Enrollment in financial hardship programs grew significantly as a result of the COVID-19 pandemic – to 7% of all accounts for credit products such as auto loans and mortgages. However, a new TransUnion study reported the majority of consumers continued to make payments on their accounts, even when in an accommodation program.

The study found seven in 10 non-prime consumers and eight in 10 prime and above consumers made payments on hardship accounts while they were enrolled in such programs. Additionally, more than 40% of accounts in these programs exited within the first three months of entering.

“Traditionally, enrollment in a financial hardship program signified heightened consumer risk,” said Jason Laky, executive vice president of financial services with TransUnion. “In the era of COVID-19, however, the consumer makeup of those accessing hardship programs has been much more diverse in terms of credit profiles. As situations have stabilized, we’ve found that consumers who exhibited key credit behaviors within the first three months of accessing an accommodation program performed well over the long-term.”
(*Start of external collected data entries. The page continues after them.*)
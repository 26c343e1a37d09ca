// src/emitter.rs

//! Emits colormap class declarations into an output file.
//!
//! One `DeclWriter` owns one output file for the duration of a write
//! session: open (truncate), base marker, zero or more declarations,
//! manifest, close. The manifest is only written by [`DeclWriter::finish`];
//! if a write fails mid-session the writer is dropped instead, closing
//! the file without masking the original error.

use std::fs::File;
use std::io::{self, BufWriter, Write};
use std::path::Path;

use log::debug;

use crate::colormap::Colormap;

/// Provenance URL used when a colormap carries none.
pub const DEFAULT_SRC_URL: &str =
    "https://matplotlib.org/stable/users/explain/colors/colormaps.html";

/// Removes formatting whitespace from a generated literal unless pretty
/// output was requested.
fn strip(s: String, pretty: bool) -> String {
    if pretty {
        return s;
    }
    s.replace(&['\t', '\n', ' '][..], "")
}

/// Write session over one output file.
///
/// Dropping the writer closes the file; flush or close errors at drop
/// time are swallowed (a `BufWriter` drop never panics), so the error
/// that aborted the session is the one that propagates.
#[derive(Debug)]
pub struct DeclWriter {
    out: BufWriter<File>,
    abc: String,
    prefix: String,
    manifest: String,
    pretty: bool,
    names: Vec<String>,
}

impl DeclWriter {
    /// Opens (creating or truncating) the output file and writes the
    /// shared base-marker declaration.
    pub fn create(
        path: &Path,
        abc: &str,
        prefix: &str,
        manifest: &str,
        pretty: bool,
    ) -> io::Result<Self> {
        let file = File::create(path)?;
        let mut writer = DeclWriter {
            out: BufWriter::new(file),
            abc: abc.to_string(),
            prefix: prefix.to_string(),
            manifest: manifest.to_string(),
            pretty,
            names: Vec::new(),
        };
        write!(
            writer.out,
            "class {}{{static reversable = true;}}",
            writer.abc
        )?;
        Ok(writer)
    }

    /// Emits one colormap declaration and records its manifest name.
    ///
    /// Every one of the colormap's entries is emitted, in index order,
    /// reduced to its three channel values.
    pub fn write_colormap(&mut self, cm: &Colormap) -> io::Result<()> {
        debug!("emitting {}{}", self.prefix, cm.name());
        self.names.push(format!("{}{}", self.prefix, cm.name()));

        write!(
            self.out,
            "\nclass {}{} extends {}{{\n",
            self.prefix,
            cm.name(),
            self.abc
        )?;
        write!(self.out, "\tstatic name = \"{}\";\n", cm.name())?;
        let url = cm.meta().url.as_deref().unwrap_or(DEFAULT_SRC_URL);
        write!(self.out, "\tstatic src = \"{}\";\n", url)?;

        let mut body = String::new();
        for i in 0..cm.len() {
            let c = cm.color_at(i);
            body.push_str(&format!("\t\t[{}, {}, {}],\n", c.r, c.g, c.b));
        }
        let literal = strip(format!("[\n{}\t];", body), self.pretty);
        write!(self.out, "\tstatic colors = {}", literal)?;
        write!(self.out, "\n}}")?;
        Ok(())
    }

    /// Writes the manifest constant, flushes, and closes the session.
    /// Returns the manifest names in emission order.
    pub fn finish(mut self) -> io::Result<Vec<String>> {
        let body = strip(
            format!("\n\t{}\n];", self.names.join(",\n\t")),
            self.pretty,
        );
        write!(self.out, "\nexport const {} = [{}", self.manifest, body)?;
        self.out.flush()?;
        Ok(self.names)
    }
}
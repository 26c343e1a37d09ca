// src/palettes.rs

//! Built-in palette data.
//!
//! The qualitative (listed) sets and segmented stop tables assembled
//! into the base registry. Qualitative data is the ColorBrewer/Tableau
//! family; segmented maps are anchor-stop renditions of the classic
//! continuous colormaps, sampled at emission time.

use once_cell::sync::Lazy;

use crate::color::Rgb;
use crate::colormap::Colormap;

// --- Qualitative (listed) sets ---

const ACCENT: &[&str] = &[
    "#7FC97F", "#BEAED4", "#FDC086", "#FFFF99", "#386CB0", "#F0027F", "#BF5B17", "#666666",
];

const DARK2: &[&str] = &[
    "#1B9E77", "#D95F02", "#7570B3", "#E7298A", "#66A61E", "#E6AB02", "#A6761D", "#666666",
];

const PAIRED: &[&str] = &[
    "#A6CEE3", "#1F78B4", "#B2DF8A", "#33A02C", "#FB9A99", "#E31A1C", "#FDBF6F", "#FF7F00",
    "#CAB2D6", "#6A3D9A", "#FFFF99", "#B15928",
];

const PASTEL1: &[&str] = &[
    "#FBB4AE", "#B3CDE3", "#CCEBC5", "#DECBE4", "#FED9A6", "#FFFFCC", "#E5D8BD", "#FDDAEC",
    "#F2F2F2",
];

const PASTEL2: &[&str] = &[
    "#B3E2CD", "#FDCDAC", "#CBD5E8", "#F4CAE4", "#E6F5C9", "#FFF2AE", "#F1E2CC", "#CCCCCC",
];

const SET1: &[&str] = &[
    "#E41A1C", "#377EB8", "#4DAF4A", "#984EA3", "#FF7F00", "#FFFF33", "#A65628", "#F781BF",
    "#999999",
];

const SET2: &[&str] = &[
    "#66C2A5", "#FC8D62", "#8DA0CB", "#E78AC3", "#A6D854", "#FFD92F", "#E5C494", "#B3B3B3",
];

const SET3: &[&str] = &[
    "#8DD3C7", "#FFFFB3", "#BEBADA", "#FB8072", "#80B1D3", "#FDB462", "#B3DE69", "#FCCDE5",
    "#D9D9D9", "#BC80BD", "#CCEBC5", "#FFED6F",
];

const TAB10: &[&str] = &[
    "#1F77B4", "#FF7F0E", "#2CA02C", "#D62728", "#9467BD", "#8C564B", "#E377C2", "#7F7F7F",
    "#BCBD22", "#17BECF",
];

const TAB20: &[&str] = &[
    "#1F77B4", "#AEC7E8", "#FF7F0E", "#FFBB78", "#2CA02C", "#98DF8A", "#D62728", "#FF9896",
    "#9467BD", "#C5B0D5", "#8C564B", "#C49C94", "#E377C2", "#F7B6D2", "#7F7F7F", "#C7C7C7",
    "#BCBD22", "#DBDB8D", "#17BECF", "#9EDAE5",
];

const TAB20B: &[&str] = &[
    "#393B79", "#5254A3", "#6B6ECF", "#9C9EDE", "#637939", "#8CA252", "#B5CF6B", "#CEDB9C",
    "#8C6D31", "#BD9E39", "#E7BA52", "#E7CB94", "#843C39", "#AD494A", "#D6616B", "#E7969C",
    "#7B4173", "#A55194", "#CE6DBD", "#DE9ED6",
];

const TAB20C: &[&str] = &[
    "#3182BD", "#6BAED6", "#9ECAE1", "#C6DBEF", "#E6550D", "#FD8D3C", "#FDAE6B", "#FDD0A2",
    "#31A354", "#74C476", "#A1D99B", "#C7E9C0", "#756BB1", "#9E9AC8", "#BCBDDC", "#DADAEB",
    "#636363", "#969696", "#BDBDBD", "#D9D9D9",
];

const QUALITATIVE: &[(&str, &[&str])] = &[
    ("Accent", ACCENT),
    ("Dark2", DARK2),
    ("Paired", PAIRED),
    ("Pastel1", PASTEL1),
    ("Pastel2", PASTEL2),
    ("Set1", SET1),
    ("Set2", SET2),
    ("Set3", SET3),
    ("tab10", TAB10),
    ("tab20", TAB20),
    ("tab20b", TAB20B),
    ("tab20c", TAB20C),
];

// --- Segmented (continuous) stop tables ---

const VIRIDIS: &[(f64, Rgb)] = &[
    (0.0, Rgb::new(0.267004, 0.004874, 0.329415)),
    (0.125, Rgb::new(0.282910, 0.156963, 0.469201)),
    (0.25, Rgb::new(0.253935, 0.265254, 0.529983)),
    (0.375, Rgb::new(0.206756, 0.371758, 0.553117)),
    (0.5, Rgb::new(0.163625, 0.471133, 0.558148)),
    (0.625, Rgb::new(0.127568, 0.566949, 0.550556)),
    (0.75, Rgb::new(0.208030, 0.718701, 0.472873)),
    (0.875, Rgb::new(0.565498, 0.842430, 0.262877)),
    (1.0, Rgb::new(0.993248, 0.906157, 0.143936)),
];

const PLASMA: &[(f64, Rgb)] = &[
    (0.0, Rgb::new(0.050383, 0.029803, 0.527975)),
    (0.25, Rgb::new(0.417642, 0.000564, 0.658390)),
    (0.5, Rgb::new(0.692840, 0.165141, 0.564522)),
    (0.75, Rgb::new(0.881443, 0.392529, 0.383229)),
    (1.0, Rgb::new(0.940015, 0.975158, 0.131326)),
];

const INFERNO: &[(f64, Rgb)] = &[
    (0.0, Rgb::new(0.001462, 0.000466, 0.013866)),
    (0.25, Rgb::new(0.258234, 0.038571, 0.406485)),
    (0.5, Rgb::new(0.578304, 0.148039, 0.404411)),
    (0.75, Rgb::new(0.865006, 0.316822, 0.226055)),
    (1.0, Rgb::new(0.988362, 0.998364, 0.644924)),
];

const MAGMA: &[(f64, Rgb)] = &[
    (0.0, Rgb::new(0.001462, 0.000466, 0.013866)),
    (0.25, Rgb::new(0.232077, 0.059889, 0.437695)),
    (0.5, Rgb::new(0.550287, 0.161158, 0.505719)),
    (0.75, Rgb::new(0.868793, 0.287728, 0.409303)),
    (1.0, Rgb::new(0.987053, 0.991438, 0.749504)),
];

const TURBO: &[(f64, Rgb)] = &[
    (0.0, Rgb::new(0.18995, 0.07176, 0.23217)),
    (0.125, Rgb::new(0.25369, 0.52855, 0.97915)),
    (0.25, Rgb::new(0.09958, 0.81205, 0.77135)),
    (0.375, Rgb::new(0.31364, 0.97096, 0.40587)),
    (0.5, Rgb::new(0.64362, 0.98999, 0.23356)),
    (0.625, Rgb::new(0.90605, 0.84337, 0.21555)),
    (0.75, Rgb::new(0.97689, 0.55853, 0.13050)),
    (0.875, Rgb::new(0.84299, 0.27081, 0.04518)),
    (1.0, Rgb::new(0.47960, 0.01583, 0.01055)),
];

const JET: &[(f64, Rgb)] = &[
    (0.0, Rgb::new(0.0, 0.0, 0.5)),
    (0.125, Rgb::new(0.0, 0.0, 1.0)),
    (0.375, Rgb::new(0.0, 1.0, 1.0)),
    (0.625, Rgb::new(1.0, 1.0, 0.0)),
    (0.875, Rgb::new(1.0, 0.0, 0.0)),
    (1.0, Rgb::new(0.5, 0.0, 0.0)),
];

const HOT: &[(f64, Rgb)] = &[
    (0.0, Rgb::new(0.0, 0.0, 0.0)),
    (0.365, Rgb::new(1.0, 0.0, 0.0)),
    (0.746, Rgb::new(1.0, 1.0, 0.0)),
    (1.0, Rgb::new(1.0, 1.0, 1.0)),
];

const COOL: &[(f64, Rgb)] = &[
    (0.0, Rgb::new(0.0, 1.0, 1.0)),
    (1.0, Rgb::new(1.0, 0.0, 1.0)),
];

const GRAY: &[(f64, Rgb)] = &[
    (0.0, Rgb::new(0.0, 0.0, 0.0)),
    (1.0, Rgb::new(1.0, 1.0, 1.0)),
];

const SEGMENTED: &[(&str, &[(f64, Rgb)])] = &[
    ("viridis", VIRIDIS),
    ("plasma", PLASMA),
    ("inferno", INFERNO),
    ("magma", MAGMA),
    ("turbo", TURBO),
    ("jet", JET),
    ("hot", HOT),
    ("cool", COOL),
    ("gray", GRAY),
];

/// Every built-in colormap, base entries only (no reversed variants —
/// the registry synthesizes those).
pub static BUILTINS: Lazy<Vec<Colormap>> = Lazy::new(|| {
    let mut maps = Vec::with_capacity(QUALITATIVE.len() + SEGMENTED.len());
    for (name, hex) in QUALITATIVE {
        maps.push(Colormap::listed_from_hex(*name, hex));
    }
    for (name, stops) in SEGMENTED {
        maps.push(Colormap::segmented(*name, stops.to_vec()));
    }
    maps
});
// src/color.rs

//! Defines the `Rgb` color triple and hex-string parsing helpers.

use log::warn;

/// A single color: three channel values, each in `[0.0, 1.0]`.
///
/// Colormap sources may carry additional channels (e.g. alpha); anything
/// beyond the first three is discarded before a color reaches this type.
#[derive(Debug, Clone, Copy, PartialEq)]
pub struct Rgb {
    pub r: f64,
    pub g: f64,
    pub b: f64,
}

impl Rgb {
    pub const fn new(r: f64, g: f64, b: f64) -> Self {
        Rgb { r, g, b }
    }

    /// Parses a `#RRGGBB` hex string into an `Rgb` with each channel
    /// scaled from `0..=255` down to `[0.0, 1.0]`.
    ///
    /// Shorthand (`#RGB`) and alpha (`#RRGGBBAA`) forms are not accepted:
    /// palette literals in this crate are always full six-digit hex.
    pub fn from_hex(hex: &str) -> Result<Self, String> {
        let digits = match hex.strip_prefix('#') {
            Some(d) => d,
            None => return Err(format!("color '{}' does not start with '#'", hex)),
        };
        if digits.len() != 6 {
            return Err(format!(
                "color '{}' must be #RRGGBB (6 hex digits, got {})",
                hex,
                digits.len()
            ));
        }
        let channel = |range: std::ops::Range<usize>| -> Result<f64, String> {
            u8::from_str_radix(&digits[range], 16)
                .map(|v| v as f64 / 255.0)
                .map_err(|e| format!("color '{}' has a non-hex channel: {}", hex, e))
        };
        Ok(Rgb {
            r: channel(0..2)?,
            g: channel(2..4)?,
            b: channel(4..6)?,
        })
    }

    /// Linear interpolation between `self` and `other` at `t` in `[0, 1]`.
    ///
    /// Stop-table sampling never produces a `t` outside the unit interval,
    /// so an out-of-range value is clamped and logged.
    pub fn lerp(self, other: Rgb, t: f64) -> Rgb {
        let t = if (0.0..=1.0).contains(&t) {
            t
        } else {
            warn!("Rgb::lerp called with t={} outside [0, 1]; clamping.", t);
            t.clamp(0.0, 1.0)
        };
        Rgb {
            r: self.r + (other.r - self.r) * t,
            g: self.g + (other.g - self.g) * t,
            b: self.b + (other.b - self.b) * t,
        }
    }
}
The study said the total percentage of accounts in “financial hardship” status showed a considerable increase from March 2020 to May 2020 in the early months of the pandemic. However, TransUnion’s May 2021 Consumer Credit Snapshot showed accounts in financial hardship status have dropped significantly compared to one year ago.
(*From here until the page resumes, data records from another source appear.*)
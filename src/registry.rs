// src/registry.rs

//! The colormap registry: name→colormap mapping, hand-authored
//! overlays, and the global (sort key, name) ordering the generator
//! walks.

use std::collections::BTreeMap;

use log::debug;

use crate::colormap::Colormap;
use crate::palettes;

/// Sort key assigned to colormaps without an explicit one, so they land
/// after every keyed entry and alphabetical among themselves. Assumes
/// fewer than one million registered colormaps.
pub const SORT_SENTINEL: u32 = 1_000_000;

/// Provenance of the hand-authored categorical palettes (Paul Tol's
/// color schemes).
pub const HAND_AUTHORED_URL: &str = "https://sronpersonalpages.nl/~pault/";

/// Mapping from colormap name to colormap. Insertion is last-write-wins,
/// so overlays replace same-named base entries.
#[derive(Debug, Clone, Default)]
pub struct Registry {
    maps: BTreeMap<String, Colormap>,
}

impl Registry {
    /// Empty registry.
    pub fn new() -> Self {
        Registry::default()
    }

    /// Registry populated from an arbitrary colormap sequence.
    /// Later entries overwrite earlier same-named ones.
    pub fn from_colormaps(maps: impl IntoIterator<Item = Colormap>) -> Self {
        let mut registry = Registry::new();
        for cm in maps {
            registry.insert(cm);
        }
        registry
    }

    /// Registry populated with every built-in colormap plus its
    /// synthesized `_r` reversed variant (the library convention: each
    /// base entry has a reversed sibling).
    pub fn with_builtins() -> Self {
        let mut registry = Registry::new();
        for cm in palettes::BUILTINS.iter() {
            registry.insert(cm.reversed());
            registry.insert(cm.clone());
        }
        registry
    }

    /// The full base-plus-overlay registry the binary extracts from.
    pub fn assemble() -> Self {
        let mut registry = Registry::with_builtins();
        registry.overlay_hand_authored();
        registry
    }

    /// Inserts a colormap, replacing any same-named entry.
    pub fn insert(&mut self, cm: Colormap) {
        if let Some(old) = self.maps.insert(cm.name().to_string(), cm) {
            debug!("registry entry '{}' replaced by overlay", old.name());
        }
    }

    /// Overlays the three hand-authored categorical palettes. Applied
    /// after the base entries, so they win any name collision.
    pub fn overlay_hand_authored(&mut self) {
        self.insert(
            Colormap::listed_from_hex(
                "Bright",
                &[
                    "#4477AA", "#EE6677", "#228833", "#CCBB44", "#66CCEE", "#AA3377", "#BBBBBB",
                ],
            )
            .with_meta(HAND_AUTHORED_URL, 0),
        );
        self.insert(
            Colormap::listed_from_hex(
                "Vibrant",
                &[
                    "#EE7733", "#0077BB", "#33BBEE", "#EE3377", "#CC3311", "#009988", "#BBBBBB",
                ],
            )
            .with_meta(HAND_AUTHORED_URL, 1),
        );
        self.insert(
            Colormap::listed_from_hex(
                "Muted",
                &[
                    "#CC6677", "#332288", "#DDCC77", "#117733", "#88CCEE", "#882255", "#44AA99",
                    "#999933", "#AA4499",
                ],
            )
            .with_meta(HAND_AUTHORED_URL, 2),
        );
    }

    pub fn get(&self, name: &str) -> Option<&Colormap> {
        self.maps.get(name)
    }

    pub fn len(&self) -> usize {
        self.maps.len()
    }

    pub fn is_empty(&self) -> bool {
        self.maps.is_empty()
    }

    /// All colormaps sorted ascending by (sort key, name), where a
    /// missing key counts as [`SORT_SENTINEL`]. Total order as long as
    /// names are unique, which the mapping guarantees.
    pub fn sorted(&self) -> Vec<&Colormap> {
        let mut maps: Vec<&Colormap> = self.maps.values().collect();
        maps.sort_by(|a, b| {
            let ka = (a.meta().sort_key.unwrap_or(SORT_SENTINEL), a.name());
            let kb = (b.meta().sort_key.unwrap_or(SORT_SENTINEL), b.name());
            ka.cmp(&kb)
        });
        maps
    }
}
TransUnion studied early consumer credit behaviors upon hardship entry to determine whether these behaviors were predictive of better future credit risk performance. The time consumers stayed enrolled in a hardship program was a key signifier of risk level.

Consumers that were deemed “early exiters” (those who exited on all of their hardship accounts by month three) were lower risk than those who were enrolled in the programs for a longer period. Those who exited early were also less likely to experience continued struggles and leverage financial accommodations again. The study said 80% of these early exiters stayed out of hardship programs nine months later. This trend was consistent across all risk tiers, but prime and above hardship consumers performed exceptionally well and showed a significantly lower delinquency rate if they exited the hardship program early – especially compared to non-prime early exiters where the future performance difference was less pronounced.

“Lenders, banks and various financial institutions across the financial services landscape extended accommodations to consumers to help them withstand the challenges brought on by the pandemic,” said Matt Komos, vice president of research and consulting with TransUnion. “The consumers who enrolled in hardship programs and exited early or continued to make payments on accounts overwhelmingly used the programs for their intended purpose. Not only were these consumers much less likely to go delinquent, they were able to get a leg up during a difficult situation.”